Peace for the World

Peace for the World
First democratic leader of Justice the Godfather of the Sri Lankan Tamil Struggle: Honourable Samuel James Veluppillai Chelvanayakam

Tuesday, February 23, 2016

A Looming Crisis for China’s Legal System

Talented judges and lawyers are leaving the profession, as ideology continues to trump the rule of law.
A Looming Crisis for China’s Legal System

BY JEROME A. COHEN-FEBRUARY 22, 2016

In China, politics continues to control law. The current leadership has rejected many of the universal legal values that China accepted — at least in principle — under communist rule in some earlier eras. Today, for example, to talk freely about constitutional reform, even within the sheltered confines of universities and academic journals, is not a safe enterprise. And discussion of judicial independence from the Communist Party at the central level is a forbidden subject.

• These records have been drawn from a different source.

use std::time::Duration;

use indexmap::IndexSet;
use smallvec::SmallVec;
use tableau_core::{FrameInput, RawEvent, Rect, Result, Size, Vec2};
use web_time::Instant;

use crate::element::{DrawCx, ElementId, MeasureCx};
use crate::layout::Measured;
use crate::listeners::{EventPayload, GlobalEvent, ListenerKey};
use crate::widgets::ContextMenu;
use crate::Engine;

/// Wall time spent in each phase of one frame.
#[derive(Clone, Copy, Debug, Default, PartialEq)]
pub struct FrameMetrics {
    pub handle_events: Duration,
    pub update: Duration,
    pub reflow: Duration,
    pub render: Duration,
    pub cleanup: Duration,
}

impl FrameMetrics {
    pub fn phases(&self) -> [(&'static str, Duration); 5] {
        [
            ("events", self.handle_events),
            ("update", self.update),
            ("reflow", self.reflow),
            ("render", self.render),
            ("cleanup", self.cleanup),
        ]
    }

    pub fn total(&self) -> Duration {
        self.phases().iter().map(|(_, d)| *d).sum()
    }
}

impl Engine {
    /// Runs one frame: clear, events, update, reflow, render, cleanup.
    /// Presenting is left to the caller so overlays can be drawn on top.
    pub fn tick(&mut self) -> Result<FrameMetrics> {
        let now = Instant::now();
        let dt = self.last_tick.map(|t| now - t).unwrap_or_default();
        self.last_tick = Some(now);
        self.tick_with(dt)
    }

    /// [`Engine::tick`] with an explicit frame delta.
    pub fn tick_with(&mut self, dt: Duration) -> Result<FrameMetrics> {
        let mut metrics = FrameMetrics::default();
        self.backend.clear(self.style.colors.background);

        let t = Instant::now();
        self.handle_events()?;
        metrics.handle_events = t.elapsed();

        let t = Instant::now();
        self.update(dt);
        metrics.update = t.elapsed();

        let t = Instant::now();
        self.handle_reflow();
        metrics.reflow = t.elapsed();

        let t = Instant::now();
        self.render()?;
        metrics.render = t.elapsed();

        let t = Instant::now();
        self.cleanup();
        metrics.cleanup = t.elapsed();

        self.frames += 1;
        Ok(metrics)
    }

    pub fn present(&mut self) -> Result<()> {
        self.backend.present()
    }

    /// Polls the backend and dispatches the frame's input through the tree.
    pub fn handle_events(&mut self) -> Result<()> {
        let raw = self.backend.poll_events();
        let raw = self
            .with_stages(move |stages, ui| stages.handle_events(raw, ui))
            .unwrap_or_default();
        let pointer = self.backend.pointer();
        let input = FrameInput::aggregate(pointer, &raw);

        if input.quit {
            log::info!("quit requested");
            self.running = false;
        }
        if let Some(size) = input.resize {
            log::debug!("surface resized to {}x{}", size.width, size.height);
            self.reflow(self.root);
        }
        if let Some(focused) = self.focused {
            for event in &raw {
                if let RawEvent::KeyDown(key) = event {
                    let key = key.clone();
                    self.call_hook(focused, move |w, cx| w.on_keystroke(cx, &key));
                }
            }
        }

        let mut hit_taken = false;
        for id in self.walk_post_order(self.root) {
            let Some(rect) = self.rect(id) else {
                continue;
            };
            if !hit_taken && rect.contains(pointer) {
                hit_taken = true;
                self.dispatch_hit(id, pointer - rect.origin(), &input)?;
            } else {
                self.dispatch_miss(id, &input);
            }

            if input.primary_up() && self.state(id).is_some_and(|s| s.is_clicked) {
                self.with_widget(id, |w, cx| w.on_up(cx));
                if let Some(state) = self.state_mut(id) {
                    state.is_clicked = false;
                }
            }
        }

        if input.secondary_down() {
            self.fire(GlobalEvent::SecondaryPress, EventPayload::Pointer(pointer));
        }
        if input.primary_up() {
            self.fire(GlobalEvent::PrimaryRelease, EventPayload::Pointer(pointer));
        }
        if let Some(key) = input.keystroke {
            self.fire(GlobalEvent::KeyDown, EventPayload::Key(key));
        }
        if let Some(size) = input.resize {
            self.fire(GlobalEvent::Resize, EventPayload::Resize(size));
        }
        Ok(())
    }

    fn dispatch_hit(&mut self, id: ElementId, at: Vec2, input: &FrameInput) -> Result<()> {
        let Some(state) = self.state_mut(id) else {
            return Ok(());
        };
        state.pointer = Some(at);
        if !state.is_hovered {
            self.with_widget(id, |w, cx| w.on_enter(cx));
            if let Some(state) = self.state_mut(id) {
                state.is_hovered = true;
            }
        }

        self.with_widget(id, |w, cx| w.while_hovered(cx, at));
        if self.state(id).is_some_and(|s| s.is_clicked) {
            self.with_widget(id, |w, cx| w.while_clicked(cx, at));
        }

        if input.primary_down() {
            self.with_widget(id, |w, cx| w.on_down(cx, at));
            if let Some(state) = self.state_mut(id) {
                state.is_clicked = true;
            }
        } else if input.primary_up() && self.state(id).is_some_and(|s| s.is_clicked) {
            self.with_widget(id, |w, cx| w.on_click(cx, at));
        } else if input.secondary_down() {
            let entries = self
                .with_widget(id, |w, cx| w.on_right(cx))
                .unwrap_or_default();
            if !entries.is_empty() {
                ContextMenu::spawn(self, entries, input.pointer)?;
            }
        } else if let Some(direction) = input.scroll {
            self.with_widget(id, |w, cx| w.on_scroll(cx, direction));
        }
        Ok(())
    }

    fn dispatch_miss(&mut self, id: ElementId, input: &FrameInput) {
        let Some(state) = self.state_mut(id) else {
            return;
        };
        state.pointer = None;
        let was_hovered = state.is_hovered;
        let lose_focus = state.is_kb_focused && !state.keep_kb_focus && input.primary_up();

        if was_hovered {
            self.with_widget(id, |w, cx| w.on_exit(cx));
            if let Some(state) = self.state_mut(id) {
                state.is_hovered = false;
            }
        }
        if lose_focus {
            self.defocus(id);
        }
    }

    /// Advances stage logic, widget logic, interaction fades and jobs.
    pub fn update(&mut self, dt: Duration) {
        self.with_stages(|stages, ui| stages.update(dt, ui));

        let fade = self.style.fade_time();
        for id in self.walk_pre_order(self.root) {
            self.with_widget(id, |w, cx| w.update(cx, dt));
            if let Some(state) = self.state_mut(id) {
                state.advance(dt, fade);
            }
        }

        self.poll_jobs();
    }

    /// Re-lays out the tree when anything below the root asked for it.
    pub fn handle_reflow(&mut self) {
        if !self.needs_reflow(self.root) {
            return;
        }
        let viewport = self.viewport();
        log::trace!("reflow at {}x{}", viewport.w, viewport.h);
        self.distribute(self.root, viewport);
    }

    pub(crate) fn measure(&self, id: ElementId) -> Size {
        let Some(node) = self.nodes.get(id) else {
            return Size::ZERO;
        };
        match &node.container {
            Some(container) => {
                let sizes: SmallVec<[Size; 8]> = container
                    .children
                    .values()
                    .map(|child| self.measure(*child))
                    .collect();
                container.strategy.measure(&sizes)
            }
            None => node
                .widget
                .as_ref()
                .map(|w| {
                    w.measure(&MeasureCx {
                        style: &self.style,
                        metrics: self.backend.as_ref(),
                        viewport: self.backend.size(),
                        state: &node.state,
                    })
                })
                .unwrap_or(Size::ZERO),
        }
    }

    fn distribute(&mut self, id: ElementId, rect: Rect) {
        let Some(node) = self.nodes.get_mut(id) else {
            return;
        };
        // Only a size change invalidates the picture; moving just re-places it.
        if node.rect.map(|r| r.size()) != Some(rect.size()) {
            node.dirty = true;
        }
        node.rect = Some(rect);
        node.reflow = false;

        let children: SmallVec<[ElementId; 16]> = match &node.container {
            Some(container) => container.children.values().copied().collect(),
            None => return,
        };
        let measured: Vec<Measured> = children
            .iter()
            .map(|child| Measured {
                size: self.measure(*child),
                position: self.nodes[*child].position,
            })
            .collect();
        let rects = match &self.nodes[id].container {
            Some(container) => container.strategy.distribute(&measured, rect),
            None => return,
        };
        for (child, rect) in children.into_iter().zip(rects) {
            self.distribute(child, rect);
        }
    }

    /// Draws every visible element, regenerating stale pictures first.
    pub fn render(&mut self) -> Result<()> {
        let Some(view) = self.rect(self.root) else {
            return Ok(());
        };
        for id in self.walk_pre_order(self.root) {
            let Engine {
                nodes,
                backend,
                style,
                ..
            } = self;
            let Some(node) = nodes.get_mut(id) else {
                continue;
            };
            let Some(rect) = node.rect else {
                continue;
            };
            if !rect.intersects(&view) {
                continue;
            }
            if node.dirty || node.cache.is_none() {
                let Some(widget) = node.widget.as_mut() else {
                    continue;
                };
                node.cache = widget.draw(&DrawCx {
                    size: rect.size(),
                    style,
                    metrics: backend.as_ref(),
                    state: &node.state,
                });
                node.dirty = false;
            }
            if let Some(picture) = &node.cache {
                backend.draw(picture, rect.origin())?;
            }
        }
        Ok(())
    }

    /// Sweeps every element queued with [`Engine::delete`], subtree by
    /// subtree, leaves first.
    pub fn cleanup(&mut self) {
        let queue = std::mem::take(&mut self.pending);
        if queue.is_empty() {
            return;
        }
        let mut parents: IndexSet<ElementId> = IndexSet::new();

        for top in queue {
            if !self.nodes.contains_key(top) {
                continue;
            }
            for id in self.walk_post_order(top) {
                if self.focused == Some(id) {
                    self.focused = None;
                }
                self.with_widget(id, |w, cx| w.cleanup(cx));
                self.listeners.drop_owner(&ListenerKey::Element(id));

                let Some(node) = self.nodes.remove(id) else {
                    continue;
                };
                self.live.remove(&node.uid);
                parents.shift_remove(&id);
                log::trace!("swept #{:06x}", node.uid);

                if let Some(parent) = node.parent {
                    if let Some(container) = self.nodes.get_mut(parent).and_then(|p| p.container.as_mut()) {
                        container.children.retain(|_, child| *child != id);
                    }
                    parents.insert(parent);
                }
            }
        }

        for parent in parents {
            if self.nodes.contains_key(parent) {
                self.reflow(parent);
            }
        }
    }
}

Yet there is discreet, if passive, resistance. Legal professionals are not happy, but they dare not speak for fear of losing their jobs. Some are simply giving up. In Beijing, reportedly, many judges have recently resigned in order to find other work, as lawyers, in business, or in academia. This dissatisfaction could become a crisis for the Chinese legal system.

When discussing domestic legal reform in China, it’s useful to keep in mind the huge strides that the contemporary Chinese legal system has made since its calamitous beginnings. The first three decades of the People’s Republic of China, from 1949 to 1979, were a legal disaster. By 1957, the decision of ruling Communist Party leader Mao Zedong to import the Soviet legal model — a socialist version of a continental, Western European  legal system — proved a failure. Three major periods of ideological turmoil — the Anti-Rightist Movement of 1957-58, the Great Leap Forward that immediately overtook it, and the Cultural Revolution that started in 1966 — demolished any attempt at a formal legal system, Soviet or otherwise. After Mao’s death in 1976, when party leader Deng Xiaoping decided to change the country’s political and economic course, China made another attempt at law reform, reviving the Soviet model. But Deng built upon it, adding Western legal elements and, to a considerable extent, opened China to universal legal values and practices.